Where the string "currently" appears in a line of the data, show that line.

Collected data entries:
┌────────
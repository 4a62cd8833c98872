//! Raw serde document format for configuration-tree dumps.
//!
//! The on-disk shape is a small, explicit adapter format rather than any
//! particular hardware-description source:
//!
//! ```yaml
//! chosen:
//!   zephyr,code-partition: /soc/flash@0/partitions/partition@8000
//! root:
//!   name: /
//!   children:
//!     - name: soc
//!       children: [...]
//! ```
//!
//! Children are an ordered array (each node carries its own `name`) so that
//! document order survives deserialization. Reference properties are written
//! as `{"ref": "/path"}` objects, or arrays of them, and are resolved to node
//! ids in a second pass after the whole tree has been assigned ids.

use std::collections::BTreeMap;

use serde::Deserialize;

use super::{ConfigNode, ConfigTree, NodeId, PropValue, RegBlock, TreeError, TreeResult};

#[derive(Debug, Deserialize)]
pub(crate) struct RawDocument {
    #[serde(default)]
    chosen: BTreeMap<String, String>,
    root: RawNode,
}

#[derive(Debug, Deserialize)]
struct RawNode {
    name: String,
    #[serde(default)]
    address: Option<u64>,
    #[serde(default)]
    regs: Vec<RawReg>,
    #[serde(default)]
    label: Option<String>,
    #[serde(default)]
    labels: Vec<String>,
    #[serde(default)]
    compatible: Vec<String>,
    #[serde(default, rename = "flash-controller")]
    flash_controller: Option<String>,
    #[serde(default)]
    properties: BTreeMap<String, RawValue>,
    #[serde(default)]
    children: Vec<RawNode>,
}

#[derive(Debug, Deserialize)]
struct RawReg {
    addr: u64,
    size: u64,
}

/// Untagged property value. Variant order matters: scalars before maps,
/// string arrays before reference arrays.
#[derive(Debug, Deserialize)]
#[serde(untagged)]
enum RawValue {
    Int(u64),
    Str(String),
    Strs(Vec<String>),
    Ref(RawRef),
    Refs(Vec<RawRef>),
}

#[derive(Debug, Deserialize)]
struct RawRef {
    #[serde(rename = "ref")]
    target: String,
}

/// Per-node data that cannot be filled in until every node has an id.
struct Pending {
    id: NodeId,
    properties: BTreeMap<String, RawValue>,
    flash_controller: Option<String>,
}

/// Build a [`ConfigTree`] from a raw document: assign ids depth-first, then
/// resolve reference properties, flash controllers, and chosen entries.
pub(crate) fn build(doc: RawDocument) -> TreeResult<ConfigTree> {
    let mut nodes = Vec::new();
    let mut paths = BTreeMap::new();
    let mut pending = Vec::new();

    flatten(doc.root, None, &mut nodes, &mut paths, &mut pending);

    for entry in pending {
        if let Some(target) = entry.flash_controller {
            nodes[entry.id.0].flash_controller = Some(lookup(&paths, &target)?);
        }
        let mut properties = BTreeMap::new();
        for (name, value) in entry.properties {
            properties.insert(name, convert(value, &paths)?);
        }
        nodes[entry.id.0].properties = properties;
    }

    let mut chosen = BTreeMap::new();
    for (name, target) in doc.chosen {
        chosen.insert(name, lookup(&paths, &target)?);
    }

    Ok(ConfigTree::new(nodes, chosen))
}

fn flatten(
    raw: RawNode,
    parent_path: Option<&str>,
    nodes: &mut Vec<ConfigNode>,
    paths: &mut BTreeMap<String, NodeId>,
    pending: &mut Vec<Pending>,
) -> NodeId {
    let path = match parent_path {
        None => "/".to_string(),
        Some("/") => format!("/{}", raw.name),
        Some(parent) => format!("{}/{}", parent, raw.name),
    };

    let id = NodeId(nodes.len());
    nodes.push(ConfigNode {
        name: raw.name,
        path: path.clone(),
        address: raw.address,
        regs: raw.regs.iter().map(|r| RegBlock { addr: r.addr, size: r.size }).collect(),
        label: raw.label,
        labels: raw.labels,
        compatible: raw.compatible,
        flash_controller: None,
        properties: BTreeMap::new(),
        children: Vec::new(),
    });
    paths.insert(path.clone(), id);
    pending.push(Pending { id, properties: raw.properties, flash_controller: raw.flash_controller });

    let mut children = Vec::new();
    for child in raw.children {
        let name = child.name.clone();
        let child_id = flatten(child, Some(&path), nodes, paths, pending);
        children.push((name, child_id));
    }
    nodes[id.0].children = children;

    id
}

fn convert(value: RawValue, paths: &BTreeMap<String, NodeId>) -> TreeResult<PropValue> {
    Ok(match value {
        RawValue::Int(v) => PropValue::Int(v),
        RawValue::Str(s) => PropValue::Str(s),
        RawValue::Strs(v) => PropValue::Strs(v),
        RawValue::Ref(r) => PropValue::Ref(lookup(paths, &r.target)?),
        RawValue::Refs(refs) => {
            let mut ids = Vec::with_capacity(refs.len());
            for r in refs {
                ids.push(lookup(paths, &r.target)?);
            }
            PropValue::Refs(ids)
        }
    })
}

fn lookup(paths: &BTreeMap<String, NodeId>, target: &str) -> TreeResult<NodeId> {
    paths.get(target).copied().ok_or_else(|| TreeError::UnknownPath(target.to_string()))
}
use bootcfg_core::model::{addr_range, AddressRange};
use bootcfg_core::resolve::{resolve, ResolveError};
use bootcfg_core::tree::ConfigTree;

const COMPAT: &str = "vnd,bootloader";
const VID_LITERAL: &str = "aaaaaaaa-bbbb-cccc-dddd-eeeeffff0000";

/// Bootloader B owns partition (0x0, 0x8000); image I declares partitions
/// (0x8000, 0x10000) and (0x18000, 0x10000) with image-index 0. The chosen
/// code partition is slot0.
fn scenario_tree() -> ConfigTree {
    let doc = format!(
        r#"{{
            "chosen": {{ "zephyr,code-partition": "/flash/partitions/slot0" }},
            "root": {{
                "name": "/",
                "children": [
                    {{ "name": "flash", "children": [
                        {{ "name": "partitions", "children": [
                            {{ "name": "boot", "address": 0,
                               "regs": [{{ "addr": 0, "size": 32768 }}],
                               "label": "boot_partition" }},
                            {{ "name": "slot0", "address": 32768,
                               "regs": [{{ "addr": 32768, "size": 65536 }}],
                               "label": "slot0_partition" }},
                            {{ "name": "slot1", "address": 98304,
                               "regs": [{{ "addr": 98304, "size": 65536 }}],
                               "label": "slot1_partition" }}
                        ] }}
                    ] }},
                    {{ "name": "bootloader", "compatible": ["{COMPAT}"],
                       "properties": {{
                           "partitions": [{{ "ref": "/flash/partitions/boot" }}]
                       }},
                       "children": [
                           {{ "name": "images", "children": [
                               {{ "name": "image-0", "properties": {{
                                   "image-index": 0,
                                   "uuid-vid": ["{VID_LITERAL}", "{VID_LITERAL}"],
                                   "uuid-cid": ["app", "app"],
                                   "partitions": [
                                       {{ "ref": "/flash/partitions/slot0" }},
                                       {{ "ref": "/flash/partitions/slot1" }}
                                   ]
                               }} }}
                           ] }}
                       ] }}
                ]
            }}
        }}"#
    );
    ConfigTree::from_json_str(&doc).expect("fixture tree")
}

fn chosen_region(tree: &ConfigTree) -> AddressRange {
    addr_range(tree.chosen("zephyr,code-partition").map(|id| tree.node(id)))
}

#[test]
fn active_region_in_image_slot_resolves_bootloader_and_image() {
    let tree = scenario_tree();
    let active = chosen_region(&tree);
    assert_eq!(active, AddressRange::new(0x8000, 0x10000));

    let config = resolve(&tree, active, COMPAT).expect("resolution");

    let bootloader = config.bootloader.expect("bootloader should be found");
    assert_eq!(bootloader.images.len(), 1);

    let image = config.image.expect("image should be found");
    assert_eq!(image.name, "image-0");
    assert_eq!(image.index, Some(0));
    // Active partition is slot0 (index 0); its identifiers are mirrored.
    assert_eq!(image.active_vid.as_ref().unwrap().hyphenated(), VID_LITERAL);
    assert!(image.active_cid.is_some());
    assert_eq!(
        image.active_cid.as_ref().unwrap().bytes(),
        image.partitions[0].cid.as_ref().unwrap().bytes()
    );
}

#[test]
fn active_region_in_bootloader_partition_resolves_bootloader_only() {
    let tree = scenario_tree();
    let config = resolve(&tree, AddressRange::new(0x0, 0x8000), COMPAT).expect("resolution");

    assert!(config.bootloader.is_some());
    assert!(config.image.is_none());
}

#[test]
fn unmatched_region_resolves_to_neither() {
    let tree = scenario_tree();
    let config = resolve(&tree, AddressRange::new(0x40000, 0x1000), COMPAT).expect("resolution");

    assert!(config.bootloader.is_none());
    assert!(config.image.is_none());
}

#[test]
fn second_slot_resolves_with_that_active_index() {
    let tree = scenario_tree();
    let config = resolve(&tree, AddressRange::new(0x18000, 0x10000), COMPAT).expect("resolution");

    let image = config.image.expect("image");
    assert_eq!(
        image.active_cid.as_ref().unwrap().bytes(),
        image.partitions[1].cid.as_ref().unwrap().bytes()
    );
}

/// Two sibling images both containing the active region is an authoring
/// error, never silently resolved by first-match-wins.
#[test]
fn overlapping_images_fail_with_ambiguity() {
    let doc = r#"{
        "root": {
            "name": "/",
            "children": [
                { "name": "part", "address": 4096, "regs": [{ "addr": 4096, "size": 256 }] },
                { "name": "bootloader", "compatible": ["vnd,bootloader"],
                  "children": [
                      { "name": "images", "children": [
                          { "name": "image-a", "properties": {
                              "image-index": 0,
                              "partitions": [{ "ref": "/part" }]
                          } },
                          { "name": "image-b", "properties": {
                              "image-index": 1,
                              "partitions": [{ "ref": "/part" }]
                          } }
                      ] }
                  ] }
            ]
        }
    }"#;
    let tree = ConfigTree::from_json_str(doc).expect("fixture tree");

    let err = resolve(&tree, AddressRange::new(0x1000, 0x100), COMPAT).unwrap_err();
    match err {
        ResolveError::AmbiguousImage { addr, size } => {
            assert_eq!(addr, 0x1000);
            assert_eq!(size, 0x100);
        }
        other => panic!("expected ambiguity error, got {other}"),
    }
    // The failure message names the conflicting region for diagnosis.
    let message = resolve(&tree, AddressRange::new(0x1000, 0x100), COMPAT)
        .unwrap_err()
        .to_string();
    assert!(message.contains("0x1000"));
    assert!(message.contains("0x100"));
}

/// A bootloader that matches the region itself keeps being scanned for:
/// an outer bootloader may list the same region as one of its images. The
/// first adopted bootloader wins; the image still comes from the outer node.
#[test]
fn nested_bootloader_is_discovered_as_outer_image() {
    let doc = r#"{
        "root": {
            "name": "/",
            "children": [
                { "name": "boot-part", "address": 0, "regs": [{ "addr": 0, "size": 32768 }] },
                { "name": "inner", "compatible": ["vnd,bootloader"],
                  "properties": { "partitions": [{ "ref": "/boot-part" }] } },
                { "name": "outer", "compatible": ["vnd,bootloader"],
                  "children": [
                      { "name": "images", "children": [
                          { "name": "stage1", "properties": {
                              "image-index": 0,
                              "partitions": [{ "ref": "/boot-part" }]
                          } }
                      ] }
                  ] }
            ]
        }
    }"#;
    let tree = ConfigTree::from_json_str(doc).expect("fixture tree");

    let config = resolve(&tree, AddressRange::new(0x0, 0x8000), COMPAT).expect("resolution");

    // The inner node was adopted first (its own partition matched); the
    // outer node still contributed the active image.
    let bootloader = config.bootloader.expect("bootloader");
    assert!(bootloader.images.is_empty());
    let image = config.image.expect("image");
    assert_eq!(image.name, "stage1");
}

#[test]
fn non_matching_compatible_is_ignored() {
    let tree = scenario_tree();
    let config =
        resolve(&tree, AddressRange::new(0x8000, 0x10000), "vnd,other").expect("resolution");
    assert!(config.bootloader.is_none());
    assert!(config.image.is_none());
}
└────────
┌────────
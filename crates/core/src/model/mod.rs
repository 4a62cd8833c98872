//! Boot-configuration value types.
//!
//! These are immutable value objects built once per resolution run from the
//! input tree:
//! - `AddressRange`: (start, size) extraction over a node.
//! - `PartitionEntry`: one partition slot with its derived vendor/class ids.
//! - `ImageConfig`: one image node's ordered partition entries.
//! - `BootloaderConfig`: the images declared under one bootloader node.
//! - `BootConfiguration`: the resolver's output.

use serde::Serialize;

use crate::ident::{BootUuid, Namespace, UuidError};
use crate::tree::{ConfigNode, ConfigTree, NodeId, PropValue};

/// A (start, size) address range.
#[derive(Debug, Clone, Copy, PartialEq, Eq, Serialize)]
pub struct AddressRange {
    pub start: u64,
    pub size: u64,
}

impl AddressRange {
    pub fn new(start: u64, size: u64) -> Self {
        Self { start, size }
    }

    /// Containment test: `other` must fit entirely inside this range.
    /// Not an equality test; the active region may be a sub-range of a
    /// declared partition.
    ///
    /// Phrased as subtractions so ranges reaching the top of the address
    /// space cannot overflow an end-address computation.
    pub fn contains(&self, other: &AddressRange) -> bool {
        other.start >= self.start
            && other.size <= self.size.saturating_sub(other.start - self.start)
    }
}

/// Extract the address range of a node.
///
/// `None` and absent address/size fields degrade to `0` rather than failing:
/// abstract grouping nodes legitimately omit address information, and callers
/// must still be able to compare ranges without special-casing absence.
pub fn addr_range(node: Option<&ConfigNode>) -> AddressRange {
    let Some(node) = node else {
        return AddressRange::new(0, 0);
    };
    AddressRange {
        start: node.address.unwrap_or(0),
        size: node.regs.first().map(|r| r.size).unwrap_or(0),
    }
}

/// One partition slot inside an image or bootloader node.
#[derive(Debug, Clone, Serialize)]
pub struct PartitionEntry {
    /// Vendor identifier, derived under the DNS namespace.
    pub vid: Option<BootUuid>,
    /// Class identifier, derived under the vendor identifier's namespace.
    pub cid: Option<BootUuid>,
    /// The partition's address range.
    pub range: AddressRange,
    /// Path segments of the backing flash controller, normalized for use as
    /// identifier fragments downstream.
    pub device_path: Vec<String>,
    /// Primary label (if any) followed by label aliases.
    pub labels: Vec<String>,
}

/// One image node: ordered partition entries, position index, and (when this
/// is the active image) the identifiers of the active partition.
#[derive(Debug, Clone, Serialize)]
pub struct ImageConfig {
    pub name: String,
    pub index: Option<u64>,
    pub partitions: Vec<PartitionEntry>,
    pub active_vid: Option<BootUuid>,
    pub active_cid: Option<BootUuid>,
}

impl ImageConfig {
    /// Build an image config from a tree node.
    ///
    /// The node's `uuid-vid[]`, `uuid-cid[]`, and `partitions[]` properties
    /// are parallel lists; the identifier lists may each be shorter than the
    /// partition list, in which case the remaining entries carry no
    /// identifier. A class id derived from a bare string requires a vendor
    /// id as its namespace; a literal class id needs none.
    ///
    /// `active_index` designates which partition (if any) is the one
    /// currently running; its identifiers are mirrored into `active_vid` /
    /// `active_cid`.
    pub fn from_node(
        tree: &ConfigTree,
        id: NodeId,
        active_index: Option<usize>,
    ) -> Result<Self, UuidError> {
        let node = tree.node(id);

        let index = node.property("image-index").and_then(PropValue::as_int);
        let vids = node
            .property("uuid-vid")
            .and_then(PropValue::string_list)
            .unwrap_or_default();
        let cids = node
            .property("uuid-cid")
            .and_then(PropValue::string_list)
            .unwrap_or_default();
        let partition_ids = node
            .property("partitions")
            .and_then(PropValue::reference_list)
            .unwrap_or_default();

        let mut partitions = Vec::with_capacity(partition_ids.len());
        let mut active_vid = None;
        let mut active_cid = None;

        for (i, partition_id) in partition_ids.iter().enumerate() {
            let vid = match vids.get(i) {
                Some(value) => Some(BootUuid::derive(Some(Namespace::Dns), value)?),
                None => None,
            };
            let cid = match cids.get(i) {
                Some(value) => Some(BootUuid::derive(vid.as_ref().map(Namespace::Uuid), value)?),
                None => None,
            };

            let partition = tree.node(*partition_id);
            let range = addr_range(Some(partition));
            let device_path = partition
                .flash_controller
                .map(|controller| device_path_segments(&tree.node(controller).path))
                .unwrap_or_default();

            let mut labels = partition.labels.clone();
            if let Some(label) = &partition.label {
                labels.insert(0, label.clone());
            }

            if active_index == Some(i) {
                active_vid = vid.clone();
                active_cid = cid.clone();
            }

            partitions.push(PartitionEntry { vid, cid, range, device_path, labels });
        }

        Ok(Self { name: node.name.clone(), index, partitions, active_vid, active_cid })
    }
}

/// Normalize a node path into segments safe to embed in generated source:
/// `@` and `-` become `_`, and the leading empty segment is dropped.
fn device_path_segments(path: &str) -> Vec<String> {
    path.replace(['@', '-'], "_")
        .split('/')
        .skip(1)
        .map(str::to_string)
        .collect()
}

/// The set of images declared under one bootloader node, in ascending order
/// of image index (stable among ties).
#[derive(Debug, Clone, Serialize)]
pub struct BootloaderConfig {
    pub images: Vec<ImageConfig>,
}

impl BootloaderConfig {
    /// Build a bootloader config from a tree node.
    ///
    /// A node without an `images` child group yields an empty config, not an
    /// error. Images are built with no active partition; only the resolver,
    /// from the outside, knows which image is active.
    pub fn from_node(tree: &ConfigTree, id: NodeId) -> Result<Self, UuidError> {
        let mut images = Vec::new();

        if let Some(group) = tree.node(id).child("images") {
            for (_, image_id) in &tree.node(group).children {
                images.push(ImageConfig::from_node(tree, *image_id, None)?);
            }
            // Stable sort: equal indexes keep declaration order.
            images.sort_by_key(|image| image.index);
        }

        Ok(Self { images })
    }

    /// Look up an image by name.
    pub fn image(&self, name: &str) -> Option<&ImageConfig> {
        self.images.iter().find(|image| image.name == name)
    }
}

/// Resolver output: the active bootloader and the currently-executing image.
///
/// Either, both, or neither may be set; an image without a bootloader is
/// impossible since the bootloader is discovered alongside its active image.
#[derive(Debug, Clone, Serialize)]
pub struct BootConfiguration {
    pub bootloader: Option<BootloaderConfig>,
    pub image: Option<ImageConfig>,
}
└────────
ANSWER BOX:
    /// currently running; its identifiers are mirrored into `active_vid` /
/// Resolver output: the active bootloader and the currently-executing image.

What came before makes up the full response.